## TASK INSTRUCTIONS
How many lines in this data contain the string "pairs"? Reply with the number only.
----
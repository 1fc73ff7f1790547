//! Implicit matrix factorization trained with the BPR loss.
//!
//! Users and items are embedded in a shared `latent_dim`-dimensional space
//! and items carry a bias. Each training step runs one epoch of plain SGD
//! over the training interactions in shuffled order, pairing every positive
//! item with a uniformly sampled negative. Users absent from the training
//! matrix are folded in: their embedding is fitted against the frozen item
//! parameters.
use std::ops::Range;
use std::sync::Arc;

use derive_builder::Builder;
use ndarray::{s, Array1, Array2, ArrayView1, ArrayView2, ArrayViewMut1, Axis};
use rand::seq::SliceRandom;
use rand::{Rng, SeedableRng};
use rand_xorshift::XorShiftRng;
use rayon::prelude::*;
use serde::{Deserialize, Serialize};
use tracing::debug;

use crate::config::thread_pool;
use crate::data::InteractionMatrix;
use crate::optimization::{Assignment, ParamValue};
use crate::{
    derive_seed, FittingError, ItemId, PredictionError, Recommender, RecommenderBuilder,
    ScoreMatrix, StepStatus, TrialContext, UserId,
};

/// Hyperparameters of [`ImplicitFactorizationModel`].
#[derive(Builder, Clone, Debug, PartialEq, Serialize, Deserialize)]
pub struct Hyperparameters {
    /// Embedding dimension.
    #[builder(default = "16")]
    latent_dim: usize,
    /// SGD step size.
    #[builder(default = "0.05")]
    learning_rate: f64,
    /// L2 penalty on the embeddings touched by each update.
    #[builder(default = "0.0")]
    l2_penalty: f64,
    /// Training epochs; one epoch per step.
    #[builder(default = "20")]
    num_epochs: usize,
    /// Epochs spent fitting the embedding of a cold user.
    #[builder(default = "5")]
    fold_in_epochs: usize,
    /// Seed of the initialisation and shuffling streams.
    #[builder(default = "42")]
    seed: u64,
}

fn invalid(name: &str, reason: impl Into<String>) -> FittingError {
    FittingError::InvalidHyperparameter {
        name: name.to_owned(),
        reason: reason.into(),
    }
}

fn count_param(name: &str, value: &ParamValue) -> Result<usize, FittingError> {
    match value.as_int() {
        Some(count) if count > 0 => Ok(count as usize),
        _ => Err(invalid(name, format!("expected a positive integer, got {}", value))),
    }
}

fn float_param(name: &str, value: &ParamValue) -> Result<f64, FittingError> {
    value
        .as_float()
        .ok_or_else(|| invalid(name, format!("expected a number, got {}", value)))
}

impl Hyperparameters {
    /// Read hyperparameters from a trial assignment, leaving unnamed ones
    /// at their defaults.
    pub fn from_assignment(params: &Assignment, seed: u64) -> Result<Self, FittingError> {
        let mut builder = HyperparametersBuilder::default();
        builder.seed(seed);

        for (name, value) in params {
            match name.as_str() {
                "latent_dim" => {
                    builder.latent_dim(count_param(name, value)?);
                }
                "num_epochs" => {
                    builder.num_epochs(count_param(name, value)?);
                }
                "fold_in_epochs" => {
                    builder.fold_in_epochs(count_param(name, value)?);
                }
                "learning_rate" => {
                    builder.learning_rate(float_param(name, value)?);
                }
                "l2_penalty" => {
                    builder.l2_penalty(float_param(name, value)?);
                }
                _ => return Err(invalid(name, "unknown hyperparameter")),
            }
        }

        let hyper = builder
            .build()
            .map_err(|err| invalid("hyperparameters", err.to_string()))?;
        hyper.validate()?;

        Ok(hyper)
    }

    /// Check every value is in range.
    pub fn validate(&self) -> Result<(), FittingError> {
        if self.latent_dim == 0 {
            return Err(invalid("latent_dim", "must be positive"));
        }
        if self.num_epochs == 0 {
            return Err(invalid("num_epochs", "must be positive"));
        }
        if !(self.learning_rate.is_finite() && self.learning_rate > 0.0) {
            return Err(invalid("learning_rate", "must be positive and finite"));
        }
        if !(self.l2_penalty.is_finite() && self.l2_penalty >= 0.0) {
            return Err(invalid("l2_penalty", "must be nonnegative and finite"));
        }
        Ok(())
    }

    /// Number of training epochs.
    pub fn num_epochs(&self) -> usize {
        self.num_epochs
    }

    /// Same hyperparameters with a different epoch budget.
    pub fn with_num_epochs(mut self, num_epochs: usize) -> Self {
        self.num_epochs = num_epochs;
        self
    }
}

fn embedding_init<R: Rng>(rows: usize, cols: usize, rng: &mut R) -> Array2<f64> {
    let scale = 1.0 / (cols as f64).sqrt();
    Array2::from_shape_fn((rows, cols), |_| (rng.gen::<f64>() - 0.5) * scale)
}

fn sigmoid(x: f64) -> f64 {
    1.0 / (1.0 + (-x).exp())
}

#[derive(Debug)]
struct ModelData {
    user_embedding: Array2<f64>,
    item_embedding: Array2<f64>,
    item_biases: Array1<f64>,
}

impl ModelData {
    fn new<R: Rng>(num_users: usize, num_items: usize, latent_dim: usize, rng: &mut R) -> Self {
        ModelData {
            user_embedding: embedding_init(num_users, latent_dim, rng),
            item_embedding: embedding_init(num_items, latent_dim, rng),
            item_biases: Array1::zeros(num_items),
        }
    }

    fn is_finite(&self) -> bool {
        self.user_embedding.iter().all(|x| x.is_finite())
            && self.item_embedding.iter().all(|x| x.is_finite())
            && self.item_biases.iter().all(|x| x.is_finite())
    }

    fn score_users(&self, user_embedding: ArrayView2<'_, f64>) -> ScoreMatrix {
        let mut scores = user_embedding.dot(&self.item_embedding.t());
        scores += &self.item_biases;
        scores
    }

    /// Item difference vector, BPR gradient scale and loss of one
    /// `(user, positive, negative)` triple.
    fn pair_gradient(
        &self,
        user: ArrayView1<'_, f64>,
        positive: ItemId,
        negative: ItemId,
    ) -> (Array1<f64>, f64, f64) {
        let diff = &self.item_embedding.row(positive) - &self.item_embedding.row(negative);
        let x = user.dot(&diff) + self.item_biases[positive] - self.item_biases[negative];

        // -ln(sigmoid(x)), written to stay finite for large positive x.
        (diff, sigmoid(-x), (-x).exp().ln_1p())
    }
}

#[derive(Clone, Copy, Debug)]
struct Sgd {
    learning_rate: f64,
    l2_penalty: f64,
}

impl Sgd {
    fn update_user(&self, mut user: ArrayViewMut1<'_, f64>, diff: &Array1<f64>, gradient: f64) {
        let (lr, l2) = (self.learning_rate, self.l2_penalty);
        user.zip_mut_with(diff, |u, &d| *u += lr * (gradient * d - l2 * *u));
    }

    fn update_items(
        &self,
        model: &mut ModelData,
        user_id: UserId,
        positive: ItemId,
        negative: ItemId,
        gradient: f64,
    ) {
        let (lr, l2) = (self.learning_rate, self.l2_penalty);
        let user = model.user_embedding.row(user_id);

        for (item_id, sign) in [(positive, 1.0), (negative, -1.0)] {
            model
                .item_embedding
                .row_mut(item_id)
                .zip_mut_with(&user, |i, &u| *i += lr * (sign * gradient * u - l2 * *i));
            let bias = &mut model.item_biases[item_id];
            *bias += lr * (sign * gradient - l2 * *bias);
        }
    }
}

/// A BPR matrix factorization model.
#[derive(Debug)]
pub struct ImplicitFactorizationModel {
    hyper: Hyperparameters,
    train: Arc<InteractionMatrix>,
    model: Option<ModelData>,
    rng: XorShiftRng,
    epoch: usize,
    last_loss: Option<f64>,
    pool: rayon::ThreadPool,
}

impl ImplicitFactorizationModel {
    /// An unfitted model over `train`; cold-user fold-in runs on `n_threads`
    /// threads.
    pub fn new(
        hyper: Hyperparameters,
        train: Arc<InteractionMatrix>,
        n_threads: usize,
    ) -> Result<Self, FittingError> {
        hyper.validate()?;
        let pool = thread_pool(n_threads).map_err(|err| invalid("n_threads", err.to_string()))?;

        Ok(ImplicitFactorizationModel {
            rng: XorShiftRng::seed_from_u64(hyper.seed),
            hyper,
            train,
            model: None,
            epoch: 0,
            last_loss: None,
            pool,
        })
    }

    /// The hyperparameters in use.
    pub fn hyperparameters(&self) -> &Hyperparameters {
        &self.hyper
    }

    /// Number of epochs run so far.
    pub fn epoch(&self) -> usize {
        self.epoch
    }

    /// Mean BPR loss of the last epoch.
    pub fn last_loss(&self) -> Option<f64> {
        self.last_loss
    }

    fn fitted(&self) -> Result<&ModelData, PredictionError> {
        self.model.as_ref().ok_or(PredictionError::NotFitted)
    }

    fn run_epoch(&mut self) -> Result<f64, FittingError> {
        let (num_users, num_items) = self.train.shape();
        let latent_dim = self.hyper.latent_dim;
        let sgd = self.sgd();

        let mut pairs: Vec<(UserId, ItemId)> = self
            .train
            .triplets()
            .map(|interaction| (interaction.user_id(), interaction.item_id()))
            .collect();
        pairs.shuffle(&mut self.rng);

        let rng = &mut self.rng;
        let model = self
            .model
            .get_or_insert_with(|| ModelData::new(num_users, num_items, latent_dim, rng));

        let mut loss = 0.0;
        for &(user_id, positive) in &pairs {
            let negative = rng.gen_range(0..num_items);
            if negative == positive {
                continue;
            }

            let (diff, gradient, pair_loss) =
                model.pair_gradient(model.user_embedding.row(user_id), positive, negative);
            sgd.update_items(model, user_id, positive, negative, gradient);
            sgd.update_user(model.user_embedding.row_mut(user_id), &diff, gradient);
            loss += pair_loss;
        }

        let loss = loss / pairs.len() as f64;
        if !(loss.is_finite() && model.is_finite()) {
            return Err(FittingError::Diverged);
        }

        Ok(loss)
    }

    fn sgd(&self) -> Sgd {
        Sgd {
            learning_rate: self.hyper.learning_rate,
            l2_penalty: self.hyper.l2_penalty,
        }
    }

    /// Fit a fresh embedding for a user with interactions `item_ids`.
    fn fold_in_user(&self, model: &ModelData, item_ids: &[ItemId], seed: u64) -> Array1<f64> {
        let mut rng = XorShiftRng::seed_from_u64(seed);
        let mut user = embedding_init(1, self.hyper.latent_dim, &mut rng)
            .index_axis_move(Axis(0), 0);

        if item_ids.is_empty() {
            return user;
        }

        let sgd = self.sgd();
        let num_items = model.item_biases.len();

        for _ in 0..self.hyper.fold_in_epochs {
            for &positive in item_ids {
                let negative = rng.gen_range(0..num_items);
                if negative == positive {
                    continue;
                }

                let (diff, gradient, _) = model.pair_gradient(user.view(), positive, negative);
                sgd.update_user(user.view_mut(), &diff, gradient);
            }
        }

        user
    }
}

impl Recommender for ImplicitFactorizationModel {
    fn num_users(&self) -> usize {
        self.train.num_users()
    }

    fn num_items(&self) -> usize {
        self.train.num_items()
    }

    fn training_matrix(&self) -> &InteractionMatrix {
        &self.train
    }

    fn step(&mut self) -> Result<StepStatus, FittingError> {
        if self.train.nnz() == 0 || self.train.num_items() < 2 {
            return Err(FittingError::NoInteractions);
        }

        let loss = self.run_epoch()?;
        self.epoch += 1;
        self.last_loss = Some(loss);

        debug!(epoch = self.epoch, loss, "Finished epoch");

        if self.epoch >= self.hyper.num_epochs {
            Ok(StepStatus::finished())
        } else {
            Ok(StepStatus::validate())
        }
    }

    fn get_score_block(&self, users: Range<UserId>) -> Result<ScoreMatrix, PredictionError> {
        let model = self.fitted()?;

        if users.end > self.num_users() || users.start > users.end {
            return Err(PredictionError::UnknownUsers {
                start: users.start,
                end: users.end,
                num_users: self.num_users(),
            });
        }

        Ok(model.score_users(model.user_embedding.slice(s![users, ..])))
    }

    fn get_score_cold_user(&self, input: &InteractionMatrix) -> Result<ScoreMatrix, PredictionError> {
        let model = self.fitted()?;

        if input.num_items() != self.num_items() {
            return Err(PredictionError::ItemCountMismatch {
                expected: self.num_items(),
                actual: input.num_items(),
            });
        }

        let seed = derive_seed(self.hyper.seed, u64::MAX);
        let embeddings: Vec<Array1<f64>> = self.pool.install(|| {
            (0..input.num_users())
                .into_par_iter()
                .map(|user_id| {
                    self.fold_in_user(model, input.row_items(user_id), derive_seed(seed, user_id as u64))
                })
                .collect()
        });

        let mut users = Array2::zeros((input.num_users(), self.hyper.latent_dim));
        for (mut row, embedding) in users.outer_iter_mut().zip(&embeddings) {
            row.assign(embedding);
        }

        Ok(model.score_users(users.view()))
    }
}

/// Builds [`ImplicitFactorizationModel`]s from trial assignments.
///
/// Recognised names: `latent_dim`, `num_epochs` and `fold_in_epochs`
/// (integers), `learning_rate` and `l2_penalty` (numbers).
#[derive(Clone, Copy, Debug, Default)]
pub struct FactorizationBuilder;

impl RecommenderBuilder for FactorizationBuilder {
    type Model = ImplicitFactorizationModel;

    fn build(
        &self,
        train: Arc<InteractionMatrix>,
        params: &Assignment,
        context: &TrialContext,
    ) -> Result<ImplicitFactorizationModel, FittingError> {
        if train.nnz() == 0 {
            return Err(FittingError::NoInteractions);
        }

        let hyper = Hyperparameters::from_assignment(params, context.seed)?;

        ImplicitFactorizationModel::new(hyper, train, context.n_threads)
    }
}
----
## SOLUTION
4